[Collected data entries]
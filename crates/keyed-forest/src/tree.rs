//! Tree owner type, query surface, and invariant checker.

use crate::error::TreeError;
use crate::store::NodeStore;

/// Red-black ordered map keyed by `u128`, generic over the stored value.
///
/// `size` counts stored values, not nodes: repeated inserts at one key
/// accumulate in that node's value sequence without allocating a new node.
/// The tree owns its [`NodeStore`] exclusively; callers serialize access.
#[derive(Debug, Clone)]
pub struct RbTree<V> {
    pub(crate) size: u128,
    pub(crate) root: Option<u128>,
    pub(crate) store: NodeStore<V>,
}

impl<V> RbTree<V> {
    pub fn new() -> Self {
        Self {
            size: 0,
            root: None,
            store: NodeStore::new(),
        }
    }

    pub fn is_empty(&self) -> bool {
        self.root.is_none()
    }

    /// Number of stored values. Not the node count.
    pub fn length(&self) -> u128 {
        self.size
    }

    /// Number of distinct keys.
    pub fn node_count(&self) -> usize {
        self.store.len()
    }

    pub fn contains_key(&self, key: u128) -> bool {
        self.store.contains(key)
    }

    /// Key of the current root, if any.
    pub fn root_key(&self) -> Option<u128> {
        self.root
    }

    /// First value inserted under `key`.
    pub fn value_at(&self, key: u128) -> Result<&V, TreeError> {
        Ok(&self.values_at(key)?[0])
    }

    /// Full value sequence stored under `key`, in insertion order.
    pub fn values_at(&self, key: u128) -> Result<&[V], TreeError> {
        if self.root.is_none() {
            return Err(TreeError::TreeIsEmpty);
        }
        let node = self.store.get(key).ok_or(TreeError::KeyNotSet)?;
        Ok(&node.values)
    }

    /// Root key and the first value stored at the root.
    ///
    /// This is the root, not the minimum or maximum key: after rebalancing
    /// the root is whichever key rotations left on top.
    pub fn peek(&self) -> Result<(u128, &V), TreeError> {
        let root = self.root.ok_or(TreeError::TreeIsEmpty)?;
        let node = self.store.get(root).ok_or(TreeError::NodeNotFound)?;
        Ok((node.key, &node.values[0]))
    }

    /// Keys in ascending order.
    pub fn in_order_keys(&self) -> Result<Vec<u128>, TreeError> {
        let mut out = Vec::with_capacity(self.store.len());
        let Some(root) = self.root else {
            return Ok(out);
        };
        let mut curr = Some(self.leftmost(root)?);
        while let Some(key) = curr {
            out.push(key);
            curr = self.next_in_order(key)?;
        }
        Ok(out)
    }

    /// Leftmost key of the subtree rooted at `from`.
    fn leftmost(&self, from: u128) -> Result<u128, TreeError> {
        let mut curr = from;
        while let Some(left) = self.node(curr)?.left {
            curr = left;
        }
        Ok(curr)
    }

    /// In-order successor of `key`, if any.
    fn next_in_order(&self, key: u128) -> Result<Option<u128>, TreeError> {
        let node = self.node(key)?;
        if let Some(right) = node.right {
            return self.leftmost(right).map(Some);
        }
        let mut curr = key;
        let mut parent = node.parent;
        while let Some(p) = parent {
            let pn = self.node(p)?;
            if pn.right == Some(curr) {
                curr = p;
                parent = pn.parent;
            } else {
                return Ok(Some(p));
            }
        }
        Ok(None)
    }

    /// Checks the full structural contract: root coupling, color rules,
    /// black-height balance, back-pointers, reachability, key order, and
    /// the value-count/size agreement. Intended for tests and debugging.
    pub fn assert_invariants(&self) -> Result<(), String> {
        let Some(root) = self.root else {
            if self.size != 0 {
                return Err("size non-zero on rootless tree".to_string());
            }
            if !self.store.is_empty() {
                return Err("rootless tree holds nodes".to_string());
            }
            return Ok(());
        };

        if self.size == 0 {
            return Err("root set on zero-size tree".to_string());
        }
        let root_node = self
            .store
            .get(root)
            .ok_or_else(|| "root missing from store".to_string())?;
        if root_node.parent.is_some() {
            return Err("root has parent".to_string());
        }
        if root_node.is_red() {
            return Err("root is not black".to_string());
        }

        self.check_subtree(root)?;

        let keys = self
            .in_order_keys()
            .map_err(|e| format!("in-order walk failed: {e}"))?;
        if keys.len() != self.store.len() {
            return Err("unreachable nodes in store".to_string());
        }
        let mut values: u128 = 0;
        for pair in keys.windows(2) {
            if pair[0] >= pair[1] {
                return Err("key order violated".to_string());
            }
        }
        for key in &keys {
            let node = self
                .store
                .get(*key)
                .ok_or_else(|| format!("node {key} missing from store"))?;
            values += node.values.len() as u128;
        }
        if values != self.size {
            return Err(format!(
                "size is {} but tree holds {values} values",
                self.size
            ));
        }
        Ok(())
    }

    /// Checks colors and back-pointers below `key`; returns black height.
    fn check_subtree(&self, key: u128) -> Result<usize, String> {
        let node = self
            .store
            .get(key)
            .ok_or_else(|| format!("node {key} missing from store"))?;
        if node.values.is_empty() {
            return Err(format!("node {key} holds no values"));
        }
        if let Some(left) = node.left {
            let ln = self
                .store
                .get(left)
                .ok_or_else(|| format!("left link of {key} dangles"))?;
            if ln.parent != Some(key) {
                return Err(format!("broken parent link on left child of {key}"));
            }
            if node.is_red() && ln.is_red() {
                return Err(format!("red node {key} has red left child"));
            }
        }
        if let Some(right) = node.right {
            let rn = self
                .store
                .get(right)
                .ok_or_else(|| format!("right link of {key} dangles"))?;
            if rn.parent != Some(key) {
                return Err(format!("broken parent link on right child of {key}"));
            }
            if node.is_red() && rn.is_red() {
                return Err(format!("red node {key} has red right child"));
            }
        }

        let lh = match node.left {
            Some(left) => self.check_subtree(left)?,
            None => 0,
        };
        let rh = match node.right {
            Some(right) => self.check_subtree(right)?,
            None => 0,
        };
        if lh != rh {
            return Err(format!("black height mismatch under {key}"));
        }
        Ok(lh + usize::from(node.is_black()))
    }
}

impl<V> Default for RbTree<V> {
    fn default() -> Self {
        Self::new()
    }
}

Exercise instructions:
All the lines above need to be retyped exactly, with nothing left out.

Result:
filename crates/keyed-forest/src/tree.rs
//! Tree owner type, query surface, and invariant checker.

use crate::error::TreeError;
use crate::store::NodeStore;

/// Red-black ordered map keyed by `u128`, generic over the stored value.
///
/// `size` counts stored values, not nodes: repeated inserts at one key
/// accumulate in that node's value sequence without allocating a new node.
/// The tree owns its [`NodeStore`] exclusively; callers serialize access.
#[derive(Debug, Clone)]
pub struct RbTree<V> {
    pub(crate) size: u128,
    pub(crate) root: Option<u128>,
    pub(crate) store: NodeStore<V>,
}

impl<V> RbTree<V> {
    pub fn new() -> Self {
        Self {
            size: 0,
            root: None,
            store: NodeStore::new(),
        }
    }

    pub fn is_empty(&self) -> bool {
        self.root.is_none()
    }

    /// Number of stored values. Not the node count.
    pub fn length(&self) -> u128 {
        self.size
    }

    /// Number of distinct keys.
    pub fn node_count(&self) -> usize {
        self.store.len()
    }

    pub fn contains_key(&self, key: u128) -> bool {
        self.store.contains(key)
    }

    /// Key of the current root, if any.
    pub fn root_key(&self) -> Option<u128> {
        self.root
    }

    /// First value inserted under `key`.
    pub fn value_at(&self, key: u128) -> Result<&V, TreeError> {
        Ok(&self.values_at(key)?[0])
    }

    /// Full value sequence stored under `key`, in insertion order.
    pub fn values_at(&self, key: u128) -> Result<&[V], TreeError> {
        if self.root.is_none() {
            return Err(TreeError::TreeIsEmpty);
        }
        let node = self.store.get(key).ok_or(TreeError::KeyNotSet)?;
        Ok(&node.values)
    }

    /// Root key and the first value stored at the root.
    ///
    /// This is the root, not the minimum or maximum key: after rebalancing
    /// the root is whichever key rotations left on top.
    pub fn peek(&self) -> Result<(u128, &V), TreeError> {
        let root = self.root.ok_or(TreeError::TreeIsEmpty)?;
        let node = self.store.get(root).ok_or(TreeError::NodeNotFound)?;
        Ok((node.key, &node.values[0]))
    }

    /// Keys in ascending order.
    pub fn in_order_keys(&self) -> Result<Vec<u128>, TreeError> {
        let mut out = Vec::with_capacity(self.store.len());
        let Some(root) = self.root else {
            return Ok(out);
        };
        let mut curr = Some(self.leftmost(root)?);
        while let Some(key) = curr {
            out.push(key);
            curr = self.next_in_order(key)?;
        }
        Ok(out)
    }

    /// Leftmost key of the subtree rooted at `from`.
    fn leftmost(&self, from: u128) -> Result<u128, TreeError> {
        let mut curr = from;
        while let Some(left) = self.node(curr)?.left {
            curr = left;
        }
        Ok(curr)
    }

    /// In-order successor of `key`, if any.
    fn next_in_order(&self, key: u128) -> Result<Option<u128>, TreeError> {
        let node = self.node(key)?;
        if let Some(right) = node.right {
            return self.leftmost(right).map(Some);
        }
        let mut curr = key;
        let mut parent = node.parent;
        while let Some(p) = parent {
            let pn = self.node(p)?;
            if pn.right == Some(curr) {
                curr = p;
                parent = pn.parent;
            } else {
                return Ok(Some(p));
            }
        }
        Ok(None)
    }

    /// Checks the full structural contract: root coupling, color rules,
    /// black-height balance, back-pointers, reachability, key order, and
    /// the value-count/size agreement. Intended for tests and debugging.
    pub fn assert_invariants(&self) -> Result<(), String> {
        let Some(root) = self.root else {
            if self.size != 0 {
                return Err("size non-zero on rootless tree".to_string());
            }
            if !self.store.is_empty() {
                return Err("rootless tree holds nodes".to_string());
            }
            return Ok(());
        };

        if self.size == 0 {
            return Err("root set on zero-size tree".to_string());
        }
        let root_node = self
            .store
            .get(root)
            .ok_or_else(|| "root missing from store".to_string())?;
        if root_node.parent.is_some() {
            return Err("root has parent".to_string());
        }
        if root_node.is_red() {
            return Err("root is not black".to_string());
        }

        self.check_subtree(root)?;

        let keys = self
            .in_order_keys()
            .map_err(|e| format!("in-order walk failed: {e}"))?;
        if keys.len() != self.store.len() {
            return Err("unreachable nodes in store".to_string());
        }
        let mut values: u128 = 0;
        for pair in keys.windows(2) {
            if pair[0] >= pair[1] {
                return Err("key order violated".to_string());
            }
        }
        for key in &keys {
            let node = self
                .store
                .get(*key)
                .ok_or_else(|| format!("node {key} missing from store"))?;
            values += node.values.len() as u128;
        }
        if values != self.size {
            return Err(format!(
                "size is {} but tree holds {values} values",
                self.size
            ));
        }
        Ok(())
    }

    /// Checks colors and back-pointers below `key`; returns black height.
    fn check_subtree(&self, key: u128) -> Result<usize, String> {
        let node = self
            .store
            .get(key)
            .ok_or_else(|| format!("node {key} missing from store"))?;
        if node.values.is_empty() {
            return Err(format!("node {key} holds no values"));
        }
        if let Some(left) = node.left {
            let ln = self
                .store
                .get(left)
                .ok_or_else(|| format!("left link of {key} dangles"))?;
            if ln.parent != Some(key) {
                return Err(format!("broken parent link on left child of {key}"));
            }
            if node.is_red() && ln.is_red() {
                return Err(format!("red node {key} has red left child"));
            }
        }
        if let Some(right) = node.right {
            let rn = self
                .store
                .get(right)
                .ok_or_else(|| format!("right link of {key} dangles"))?;
            if rn.parent != Some(key) {
                return Err(format!("broken parent link on right child of {key}"));
            }
            if node.is_red() && rn.is_red() {
                return Err(format!("red node {key} has red right child"));
            }
        }

        let lh = match node.left {
            Some(left) => self.check_subtree(left)?,
            None => 0,
        };
        let rh = match node.right {
            Some(right) => self.check_subtree(right)?,
            None => 0,
        };
        if lh != rh {
            return Err(format!("black height mismatch under {key}"));
        }
        Ok(lh + usize::from(node.is_black()))
    }
}

impl<V> Default for RbTree<V> {
    fn default() -> Self {
        Self::new()
    }
}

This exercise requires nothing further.